→ INFORMATION PROVIDED
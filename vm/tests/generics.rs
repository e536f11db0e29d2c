//! Generics and runtime casts: type-argument plumbing through TYS/TYD,
//! instantiated allocation (local and cross-package), field types rewritten
//! by type-argument substitution, the CAST/CASTC/CASTCBR family, and
//! invariant type-argument subtyping.

mod common;

use bytecode::Opcode;
use common::{Assembler, PackageDir};
use vm::raw::{RawDefnRef, RawDependencyBody, RawType, RawTypeParameter, LOCAL_REF};
use vm::{is_subtype, substitute, Arguments, DefnFlags, DefnKey, Type, VmOptions, VM};

// Class table layout of the "boxes" package.
const ANIMAL: u32 = 0;
const DOG: u32 = 1;
const CAT: u32 = 2;
const BOX: u32 = 3;

/// A package with a small class hierarchy and a generic single-field
/// container `Box[T]`.
fn boxes_package() -> Vec<u8> {
    let mut a = Assembler::new("boxes", [1, 0, 0]);
    let i64_ty = a.ty(RawType::I64);
    let bool_ty = a.ty(RawType::Boolean);
    let object_ty = a.ty_builtin_class(0);
    let nothing_ty = a.ty_builtin_class(1);
    let animal_ty = a.ty_local_class(ANIMAL);
    let dog_ty = a.ty_local_class(DOG);
    let tvar_ty = a.ty(RawType::Variable {
        param: RawDefnRef { package: LOCAL_REF, index: 0 },
        nullable: false,
    });
    let box_dog_ty = a.ty(RawType::Class {
        class: RawDefnRef { package: LOCAL_REF, index: BOX as i64 },
        nullable: false,
        args: vec![dog_ty],
    });
    let value_name = a.name("value") as i64;

    let t_name = a.name("T");
    a.raw.type_params.push(RawTypeParameter {
        name: t_name,
        flags: DefnFlags::PUBLIC.bits(),
        upper_bound: object_ty,
        lower_bound: nothing_ty,
    });

    let public = DefnFlags::PUBLIC;

    // 0/1: animal factories.
    a.add_function("new-dog", public, animal_ty, &[], 0, |b| {
        b.start_block();
        b.emit_vbn(Opcode::AllocObj, DOG as i64);
        b.emit(Opcode::Ret);
    });
    a.add_function("new-cat", public, animal_ty, &[], 0, |b| {
        b.start_block();
        b.emit_vbn(Opcode::AllocObj, CAT as i64);
        b.emit(Opcode::Ret);
    });

    // 2: make-dog-box() = Box[Dog] with a fresh Dog stored in it.
    let make_dog_box = a.add_function("make-dog-box", public, box_dog_ty, &[], 0, |b| {
        b.start_block();
        b.emit_vbn(Opcode::Tys, 0);
        b.emit_vbn(Opcode::AllocObj, BOX as i64);
        b.emit(Opcode::Dup);
        b.emit_vbn(Opcode::AllocObj, DOG as i64);
        b.emit(Opcode::Swap);
        b.emit_vbn2(Opcode::StF, BOX as i64, value_name);
        b.emit(Opcode::Ret);
    });

    // 3: boxed-is-set(b: Box[Dog]) = b.value != null. The loaded field's
    // type is Variable(T) rewritten to Dog by the receiver's bindings.
    a.add_function("boxed-is-set", public, bool_ty, &[box_dog_ty], 0, |b| {
        b.start_block();
        b.emit_vbn(Opcode::LdLocal, 0);
        b.emit_vbn2(Opcode::LdF, BOX as i64, value_name);
        b.emit(Opcode::Nul);
        b.emit(Opcode::NeP);
        b.emit(Opcode::Ret);
    });

    // 4: try-cast-dog(x: Object) = 1 if the cast succeeds, 0 if it throws.
    let try_cast_dog = a.add_function("try-cast-dog", public, i64_ty, &[object_ty], 0, |b| {
        b.start_block();
        let try_block = b.declare_block();
        let catch_block = b.declare_block();
        let done = b.declare_block();
        b.push_try(try_block, catch_block);

        b.bind_block(try_block);
        b.emit_vbn(Opcode::LdLocal, 0);
        b.emit_vbn(Opcode::Tys, 0);
        b.emit(Opcode::Cast);
        b.emit(Opcode::Drop);
        b.emit_vbn(Opcode::I64, 1);
        b.pop_try(done);

        b.bind_block(catch_block);
        b.emit(Opcode::Drop);
        b.emit_vbn(Opcode::I64, 0);
        b.emit(Opcode::Ret);

        b.bind_block(done);
        b.emit(Opcode::Ret);
    });

    // 5: cast-null() — null fails a cast to a non-nullable target.
    let cast_null = a.add_function("cast-null", public, i64_ty, &[], 0, |b| {
        b.start_block();
        let try_block = b.declare_block();
        let catch_block = b.declare_block();
        let done = b.declare_block();
        b.push_try(try_block, catch_block);

        b.bind_block(try_block);
        b.emit(Opcode::Nul);
        b.emit_vbn(Opcode::Tys, 0);
        b.emit(Opcode::Cast);
        b.emit(Opcode::Drop);
        b.emit_vbn(Opcode::I64, 1);
        b.pop_try(done);

        b.bind_block(catch_block);
        b.emit(Opcode::Drop);
        b.emit_vbn(Opcode::I64, 0);
        b.emit(Opcode::Ret);

        b.bind_block(done);
        b.emit(Opcode::Ret);
    });

    // 6: match-dog(x: Object) — CASTCBR branches instead of throwing.
    let match_dog = a.add_function("match-dog", public, i64_ty, &[object_ty], 0, |b| {
        b.start_block();
        let yes = b.declare_block();
        let no = b.declare_block();
        b.emit_vbn(Opcode::LdLocal, 0);
        b.emit_vbn(Opcode::Tyd, 0);
        b.emit_vbn2(Opcode::CastCBr, yes.0 as i64, no.0 as i64);

        b.bind_block(yes);
        b.emit(Opcode::Drop);
        b.emit_vbn(Opcode::I64, 1);
        b.emit(Opcode::Ret);

        b.bind_block(no);
        b.emit(Opcode::Drop);
        b.emit_vbn(Opcode::I64, 0);
        b.emit(Opcode::Ret);
    });

    // 7: checked-cast-dog(x: Object) — CASTC consumes the Type value and
    // throws on mismatch.
    let checked_cast_dog =
        a.add_function("checked-cast-dog", public, i64_ty, &[object_ty], 0, |b| {
            b.start_block();
            let try_block = b.declare_block();
            let catch_block = b.declare_block();
            let done = b.declare_block();
            b.push_try(try_block, catch_block);

            b.bind_block(try_block);
            b.emit_vbn(Opcode::LdLocal, 0);
            b.emit_vbn(Opcode::Tyd, 0);
            b.emit(Opcode::CastC);
            b.emit(Opcode::Drop);
            b.emit_vbn(Opcode::I64, 1);
            b.pop_try(done);

            b.bind_block(catch_block);
            b.emit(Opcode::Drop);
            b.emit_vbn(Opcode::I64, 0);
            b.emit(Opcode::Ret);

            b.bind_block(done);
            b.emit(Opcode::Ret);
        });

    for index in [make_dog_box, try_cast_dog, cast_null, match_dog, checked_cast_dog] {
        a.raw.functions[index as usize].inst_types = vec![dog_ty];
    }

    // Classes: Animal / Dog / Cat plus the generic container.
    a.add_class("Animal", public, Some(object_ty), &[], vec![], vec![], None);
    a.add_class("Dog", public, Some(animal_ty), &[], vec![], vec![], None);
    a.add_class("Cat", public, Some(animal_ty), &[], vec![], vec![], None);
    let box_class = a.add_class(
        "Box",
        public,
        Some(object_ty),
        &[("value", public, tvar_ty)],
        vec![],
        vec![],
        None,
    );
    a.raw.classes[box_class as usize].type_params = vec![0];

    a.bytes()
}

#[test]
fn generic_allocation_substitutes_field_types() {
    let mut vm = VM::new(VmOptions::default());
    let package = vm.load_package_from_bytes(&boxes_package()).expect("load");

    let make = vm.find_function(package, "make-dog-box", false).unwrap();
    let is_set = vm.find_function(package, "boxed-is-set", false).unwrap();

    let dog_box = vm.call_for_ref(make, &Arguments::new()).expect("make box");
    let set = vm
        .call_for_boolean(is_set, &Arguments::new().add_ref(&dog_box))
        .expect("read box");
    assert!(set, "the box's value field must hold the stored Dog");
}

#[test]
fn casts_follow_the_runtime_class() {
    let mut vm = VM::new(VmOptions::default());
    let package = vm.load_package_from_bytes(&boxes_package()).expect("load");

    let new_dog = vm.find_function(package, "new-dog", false).unwrap();
    let new_cat = vm.find_function(package, "new-cat", false).unwrap();
    let dog = vm.call_for_ref(new_dog, &Arguments::new()).unwrap();
    let cat = vm.call_for_ref(new_cat, &Arguments::new()).unwrap();

    for name in ["try-cast-dog", "match-dog", "checked-cast-dog"] {
        let f = vm.find_function(package, name, false).unwrap();
        assert_eq!(
            vm.call_for_i64(f, &Arguments::new().add_ref(&dog)).unwrap(),
            1,
            "{name} must accept a Dog"
        );
        assert_eq!(
            vm.call_for_i64(f, &Arguments::new().add_ref(&cat)).unwrap(),
            0,
            "{name} must reject a Cat"
        );
    }

    let cast_null = vm.find_function(package, "cast-null", false).unwrap();
    assert_eq!(vm.call_for_i64(cast_null, &Arguments::new()).unwrap(), 0);
}

#[test]
fn type_argument_subtyping_is_invariant() {
    let mut vm = VM::new(VmOptions::default());
    let package = vm.load_package_from_bytes(&boxes_package()).expect("load");

    let animal = vm.find_class(package, "Animal", false).unwrap();
    let dog = vm.find_class(package, "Dog", false).unwrap();
    let cat = vm.find_class(package, "Cat", false).unwrap();
    let box_class = vm.find_class(package, "Box", false).unwrap();

    let animal_t = Type::object(animal, vec![]);
    let dog_t = Type::object(dog, vec![]);
    let cat_t = Type::object(cat, vec![]);
    let box_dog = Type::object(box_class, vec![dog_t.clone()]);
    let box_animal = Type::object(box_class, vec![animal_t.clone()]);
    let object_t = Type::object(vm::builtin::OBJECT_CLASS, vec![]);

    // Class subtyping follows the supertype chain.
    assert!(is_subtype(&vm, &dog_t, &animal_t));
    assert!(!is_subtype(&vm, &animal_t, &dog_t));
    assert!(!is_subtype(&vm, &cat_t, &dog_t));
    assert!(is_subtype(&vm, &box_dog, &object_t));

    // Type arguments compare invariantly: Box[Dog] and Box[Animal] are
    // unrelated even though Dog <: Animal.
    assert!(is_subtype(&vm, &box_dog, &box_dog));
    assert!(!is_subtype(&vm, &box_dog, &box_animal));
    assert!(!is_subtype(&vm, &box_animal, &box_dog));

    // Substitution rewrites parameter occurrences, including nested ones.
    let param = DefnKey::new(package, 0);
    let bindings = vec![(param, dog_t.clone())];
    assert_eq!(substitute(&Type::variable(param, false), &bindings), dog_t);
    let box_t = Type::object(box_class, vec![Type::variable(param, false)]);
    assert_eq!(substitute(&box_t, &bindings), box_dog);
}

#[test]
fn cross_package_generic_allocation() {
    // Package "user" imports the generic Box and Dog from "boxes" and
    // instantiates them through the *F opcode forms.
    let mut a = Assembler::new("user", [1, 0, 0]);
    let i64_ty = a.ty(RawType::I64);

    let box_extern = a.extern_class("Box");
    let dog_extern = a.extern_class("Dog");
    let dep = a.add_dependency(
        "boxes",
        RawDependencyBody {
            globals: vec![],
            functions: vec![],
            classes: vec![box_extern, dog_extern],
            type_params: vec![],
        },
    );
    let dog_ext_ty = a.ty(RawType::Class {
        class: RawDefnRef { package: dep as i64, index: 1 },
        nullable: false,
        args: vec![],
    });
    let value_name = a.name("value") as i64;

    // entry: box = Box[Dog](Dog()); box.value as Dog; 1
    let entry = a.add_function("make-and-check", DefnFlags::PUBLIC, i64_ty, &[], 0, |b| {
        b.start_block();
        b.emit_vbn(Opcode::Tys, 0);
        b.emit_vbn2(Opcode::AllocObjF, dep as i64, 0);
        b.emit(Opcode::Dup);
        b.emit_vbn2(Opcode::AllocObjF, dep as i64, 1);
        b.emit(Opcode::Swap);
        b.emit_vbn3(Opcode::StFF, dep as i64, 0, value_name);
        b.emit_vbn3(Opcode::LdFF, dep as i64, 0, value_name);
        b.emit_vbn(Opcode::Tys, 0);
        b.emit(Opcode::Cast);
        b.emit(Opcode::Drop);
        b.emit_vbn(Opcode::I64, 1);
        b.emit(Opcode::Ret);
    });
    a.raw.functions[entry as usize].inst_types = vec![dog_ext_ty];
    a.set_entry(entry);

    let dir = PackageDir::new("generics");
    dir.write("boxes", &boxes_package());
    dir.write("user", &a.bytes());

    let mut vm = VM::new(VmOptions { search_paths: vec![dir.path.clone()], ..Default::default() });
    let user = vm.load_package("user").expect("load user");
    assert!(vm.find_package_by_name("boxes").is_some());
    assert_eq!(vm.call_entry(user).unwrap(), 1);
}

→ TASK TO COMPLETE
For each line above that includes the word "usize", make a copy of that line.

→ RESPONSE BELOW
        a.raw.functions[index as usize].inst_types = vec![dog_ty];
    a.raw.classes[box_class as usize].type_params = vec![0];
    a.raw.functions[entry as usize].inst_types = vec![dog_ext_ty];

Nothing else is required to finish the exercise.